Tetapi mata ini tidak betah melihat tontonan yang komat-kamit saja. Pandangan pun beralih kepada seorang anak perempuan berumur kira-kira 7 atau 8 tahun yang baru saja keluar dari ruang periksa. Di bawah mata kirinya diperban.  Sekeliling  perban bengkak memar biru kehitaman. Wajahnya cemberut seperti sedang kesal. Mungkin lukanya sakit sekali. Mungkin kelamaan antri. Rumahnya jauh lagi. Mungkin. Dia ditemani kedua orang tuanya dan kemudian mereka duduk di bangku persis sebelah kanan saya.  Sang Ibu lalu mengambil sebotol air mineral dari dalam tas jinjingnya dan memberikan kepada si anak. Karena duduk bersebelahan, mulut saya sudah terbuka akan bertanya: "..itu lukanya kenapa, dek?.." Tiba-tiba terdengar nama saya dipanggil. Nyonya Dwi Lestari Septiana...Ya! saya lalu berdiri dan buru-buru masuk ke ruang periksa.

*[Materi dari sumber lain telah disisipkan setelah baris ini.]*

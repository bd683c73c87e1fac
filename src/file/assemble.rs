//! 文件组装器
//!
//! 组装器只借用只读数据源，每次调用拥有自己的输出缓冲区，
//! 因此多个线程可以用各自的组装器同时组装不同的文件。

use super::{AssemblyOrder, Coverage, FileContent, SpanFailure, SpanFailureKind};
use crate::compr::decompress;
use crate::consts::*;
use crate::crc::jffs2_crc32;
use crate::error::{Error, ErrorKind, Result};
use crate::scan::{CrcPolicy, RawInode};
use crate::source::ImageSource;
use crate::tree::{Entry, EntryKind};

/// 文件组装器
pub struct FileAssembler<'a, S: ImageSource + ?Sized> {
    source: &'a S,
    order: AssemblyOrder,
    crc_policy: CrcPolicy,
}

impl<'a, S: ImageSource + ?Sized> FileAssembler<'a, S> {
    /// 创建组装器（按版本排序，不校验数据 CRC）
    pub fn new(source: &'a S) -> Self {
        Self {
            source,
            order: AssemblyOrder::default(),
            crc_policy: CrcPolicy::default(),
        }
    }

    /// 设置记录写入顺序
    pub fn with_order(mut self, order: AssemblyOrder) -> Self {
        self.order = order;
        self
    }

    /// 设置数据 CRC 策略
    pub fn with_crc_policy(mut self, policy: CrcPolicy) -> Self {
        self.crc_policy = policy;
        self
    }

    /// 组装条目的完整内容
    ///
    /// # 错误
    ///
    /// - `IsDirectory` - 条目是目录
    /// - `Io` - 读取数据源失败
    pub fn assemble(&self, entry: &Entry) -> Result<FileContent> {
        if entry.is_dir() {
            return Err(Error::new(ErrorKind::IsDirectory, "Cannot read a directory"));
        }
        log::debug!(
            "[ASSEMBLE] inode {} ('{}'): {} records, size {}",
            entry.ino(),
            entry.name(),
            entry.records().len(),
            entry.size()
        );
        self.assemble_records(entry.records(), entry.size())
    }

    /// 读取符号链接目标
    pub fn read_link(&self, entry: &Entry) -> Result<String> {
        if entry.kind() != EntryKind::Symlink {
            return Err(Error::new(ErrorKind::InvalidInput, "Not a symbolic link"));
        }
        let content = self.assemble(entry)?;
        Ok(String::from_utf8_lossy(&content.data).into_owned())
    }

    /// 把一组记录组装成 `size` 字节的内容
    pub fn assemble_records(&self, records: &[RawInode], size: u64) -> Result<FileContent> {
        let size_usize = usize::try_from(size)
            .map_err(|_| Error::new(ErrorKind::InvalidInput, "File size exceeds address space"))?;

        let mut ordered: Vec<&RawInode> = records.iter().collect();
        if self.order == AssemblyOrder::Version {
            ordered.sort_by_key(|r| r.version);
        }

        let mut content = FileContent {
            data: vec![0u8; size_usize],
            coverage: Coverage::new(size),
            failures: Vec::new(),
            crc_mismatches: Vec::new(),
        };

        for record in ordered {
            self.apply_record(record, &mut content)?;
        }

        if !content.coverage.is_complete() {
            log::debug!(
                "[ASSEMBLE] {} of {} bytes written, holes: {:?}",
                content.coverage.written_bytes(),
                size,
                content.coverage.holes()
            );
        }
        Ok(content)
    }

    fn apply_record(&self, record: &RawInode, content: &mut FileContent) -> Result<()> {
        let size = content.data.len() as u64;
        let start = record.offset as u64;
        if start >= size || record.dsize == 0 {
            return Ok(());
        }
        let window = (record.dsize as u64).min(size - start);

        let mut payload = vec![0u8; record.csize as usize];
        self.source.read_exact_at(record.data_offset, &mut payload)?;

        if self.crc_policy.verifies() {
            let computed = jffs2_crc32(&payload);
            if computed != record.data_crc {
                log::warn!(
                    "[ASSEMBLE] data CRC mismatch in node at {:#x} (ino {}, version {})",
                    node_offset(record),
                    record.ino,
                    record.version
                );
                if self.crc_policy == CrcPolicy::Enforce {
                    content.failures.push(failure(
                        record,
                        SpanFailureKind::DataCrc {
                            stored: record.data_crc,
                            computed,
                        },
                    ));
                    return Ok(());
                }
                content.crc_mismatches.push(node_offset(record));
            }
        }

        // 无数据的 ZERO 片段只需生成落在文件内的部分
        let dsize = if record.compr == JFFS2_COMPR_ZERO && payload.is_empty() {
            window as u32
        } else {
            record.dsize
        };

        let decoded = match decompress(&payload, dsize, record.compr) {
            Ok(decoded) => decoded,
            Err(err) => {
                log::warn!(
                    "[ASSEMBLE] codec {} failed for node at {:#x} (ino {}, offset {}): {}",
                    record.compr,
                    node_offset(record),
                    record.ino,
                    record.offset,
                    err
                );
                content.failures.push(failure(record, SpanFailureKind::Decompress(err)));
                return Ok(());
            }
        };

        if decoded.len() != dsize as usize {
            log::trace!(
                "[ASSEMBLE] node at {:#x} decoded {} bytes, declared {}",
                node_offset(record),
                decoded.len(),
                dsize
            );
        }

        let written = (decoded.len() as u64).min(window) as usize;
        let start = start as usize;
        content.data[start..start + written].copy_from_slice(&decoded[..written]);
        content
            .coverage
            .record(start as u64..(start + written) as u64, record.version);
        Ok(())
    }
}

fn node_offset(record: &RawInode) -> u64 {
    record.data_offset - JFFS2_RAW_INODE_SIZE as u64
}

fn failure(record: &RawInode, kind: SpanFailureKind) -> SpanFailure {
    SpanFailure {
        node_offset: node_offset(record),
        file_offset: record.offset as u64,
        version: record.version,
        codec: record.compr,
        kind,
    }
}

#[cfg(test)]
mod tests {
    use super::*;
    use crate::compr::CompressError;
    use crate::scan::Scanner;
    use crate::test_util::{ImageBuilder, InodeNode};
    use crate::tree::{Tree, UnlinkPolicy};
    use crate::types::Endian;

    fn build(img: &ImageBuilder) -> (Vec<u8>, Tree) {
        let image = img.build();
        let out = Scanner::new().scan(&image).unwrap();
        let tree = Tree::from_scan(&out, UnlinkPolicy::Apply);
        (image, tree)
    }

    #[test]
    fn test_two_adjacent_records() {
        let first: Vec<u8> = (0..4096u32).map(|i| (i % 251) as u8).collect();
        let second: Vec<u8> = (0..4096u32).map(|i| (i % 13) as u8 + 100).collect();

        let mut img = ImageBuilder::new(Endian::Little);
        img.dirent(1, 1, 5, DT_REG, "blob");
        img.inode(&InodeNode::zlib(5, 2, 4096, &second, 8192));
        img.inode(&InodeNode::plain(5, 1, 0, &first, 8192));
        let (image, tree) = build(&img);

        let content = FileAssembler::new(&image).assemble(tree.entry(5).unwrap()).unwrap();
        assert_eq!(content.data.len(), 8192);
        assert_eq!(&content.data[..4096], first.as_slice());
        assert_eq!(&content.data[4096..], second.as_slice());
        assert!(content.is_complete());
    }

    #[test]
    fn test_overlap_resolved_by_version() {
        let mut img = ImageBuilder::new(Endian::Little);
        img.dirent(1, 1, 6, DT_REG, "f");
        // 版本 2 先出现在流中
        img.inode(&InodeNode::plain(6, 2, 0, b"NEWER", 5));
        img.inode(&InodeNode::plain(6, 1, 0, b"older", 5));
        let (image, tree) = build(&img);
        let entry = tree.entry(6).unwrap();

        let by_version = FileAssembler::new(&image).assemble(entry).unwrap();
        assert_eq!(by_version.data, b"NEWER");
        assert_eq!(by_version.coverage.version_regressions(), 0);

        let by_scan = FileAssembler::new(&image)
            .with_order(AssemblyOrder::ScanOrder)
            .assemble(entry)
            .unwrap();
        assert_eq!(by_scan.data, b"older");
        assert_eq!(by_scan.coverage.version_regressions(), 1);
    }

    #[test]
    fn test_span_clipped_to_size() {
        let mut img = ImageBuilder::new(Endian::Little);
        img.dirent(1, 1, 7, DT_REG, "short");
        img.inode(&InodeNode::plain(7, 1, 0, b"0123456789", 6));
        img.inode(&InodeNode::plain(7, 2, 100, b"beyond", 6));
        let (image, tree) = build(&img);

        let content = FileAssembler::new(&image).assemble(tree.entry(7).unwrap()).unwrap();
        assert_eq!(content.data, b"012345");
        assert!(content.is_complete());
    }

    #[test]
    fn test_failed_span_leaves_zeros() {
        let mut img = ImageBuilder::new(Endian::Little);
        img.dirent(1, 1, 8, DT_REG, "damaged");
        img.inode(&InodeNode::plain(8, 1, 0, b"head", 12));
        img.inode(&InodeNode::raw(8, 2, 4, JFFS2_COMPR_ZLIB, &[1, 2, 3, 4], 4, 12));
        img.inode(&InodeNode::raw(8, 3, 8, JFFS2_COMPR_DYNRUBIN, &[9, 9], 4, 12));
        let (image, tree) = build(&img);

        let content = FileAssembler::new(&image).assemble(tree.entry(8).unwrap()).unwrap();
        assert_eq!(content.data, b"head\0\0\0\0\0\0\0\0");
        assert_eq!(content.failures.len(), 2);
        assert_eq!(content.failures[0].kind, SpanFailureKind::Decompress(CompressError::Inflate));
        assert_eq!(
            content.failures[1].kind,
            SpanFailureKind::Decompress(CompressError::UnsupportedCodec(JFFS2_COMPR_DYNRUBIN))
        );
        assert_eq!(content.failures[1].file_offset, 8);
        assert_eq!(content.coverage.holes(), vec![4..12]);
        assert!(!content.is_complete());
    }

    #[test]
    fn test_zero_node_and_sparse_hole() {
        let mut img = ImageBuilder::new(Endian::Little);
        img.dirent(1, 1, 9, DT_REG, "sparse");
        img.inode(&InodeNode::plain(9, 1, 0, b"abcdefgh", 8));
        // 截断后扩展：ZERO 节点把 [4, 8) 清零
        img.inode(&InodeNode::raw(9, 2, 4, JFFS2_COMPR_ZERO, &[], 4, 8));
        img.inode(&InodeNode::plain(9, 3, 16, b"tail", 20));
        let (image, tree) = build(&img);

        let content = FileAssembler::new(&image).assemble(tree.entry(9).unwrap()).unwrap();
        assert_eq!(content.data, b"abcd\0\0\0\0\0\0\0\0\0\0\0\0tail");
        assert_eq!(content.coverage.holes(), vec![8..16]);
        assert!(content.failures.is_empty());
    }

    #[test]
    fn test_data_crc_policies() {
        let mut img = ImageBuilder::new(Endian::Little);
        img.dirent(1, 1, 4, DT_REG, "crc");
        let node = img.inode(&InodeNode::plain(4, 1, 0, b"payload", 7));
        img.corrupt(node + JFFS2_RAW_INODE_SIZE as u64);
        let (image, tree) = build(&img);
        let entry = tree.entry(4).unwrap();

        let lenient = FileAssembler::new(&image).assemble(entry).unwrap();
        assert_eq!(&lenient.data[1..], b"ayload");
        assert!(lenient.crc_mismatches.is_empty());

        let report = FileAssembler::new(&image)
            .with_crc_policy(CrcPolicy::Report)
            .assemble(entry)
            .unwrap();
        assert_eq!(report.crc_mismatches, vec![node]);
        assert!(report.failures.is_empty());

        let enforce = FileAssembler::new(&image)
            .with_crc_policy(CrcPolicy::Enforce)
            .assemble(entry)
            .unwrap();
        assert_eq!(enforce.data, vec![0u8; 7]);
        assert!(matches!(enforce.failures[0].kind, SpanFailureKind::DataCrc { .. }));
    }

    #[test]
    fn test_directory_and_symlink() {
        let mut img = ImageBuilder::new(Endian::Little);
        img.dirent(1, 1, 2, DT_DIR, "etc");
        img.dirent(1, 2, 3, DT_LNK, "link");
        img.inode(&InodeNode::plain(3, 1, 0, b"etc/passwd", 10).with_mode(S_IFLNK | 0o777));
        let (image, tree) = build(&img);
        let asm = FileAssembler::new(&image);

        let err = asm.assemble(tree.entry(2).unwrap()).unwrap_err();
        assert_eq!(err.kind(), ErrorKind::IsDirectory);
        assert_eq!(asm.read_link(tree.entry(3).unwrap()).unwrap(), "etc/passwd");
        let err = asm.read_link(tree.entry(2).unwrap()).unwrap_err();
        assert_eq!(err.kind(), ErrorKind::InvalidInput);
    }
}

Tempat yang cukup baik untuk merenung adalah duduk antri di klinik bedah umum. Merenung bukan melamun. Diantara kemalangan-kemalangan yang saya lihat disana, saya belajar untuk lebih bersyukur. Belakangan ini saya sedang berjuang melawan gerutu, keluh dan marah. Memahami bersyukur rasanya sudah paling paham. Tetapi kenyataanya tidak bagi saya. Saya sering kalah. Terima kasih Tuhan saya bisa merenungkan hal ini. Kali ini saya yakin, bukan mungkin. Pasti satu setengah jam diijinkan duduk manis supaya saya lebih menghargai hidup dengan bersyukur dari hati yang tulus.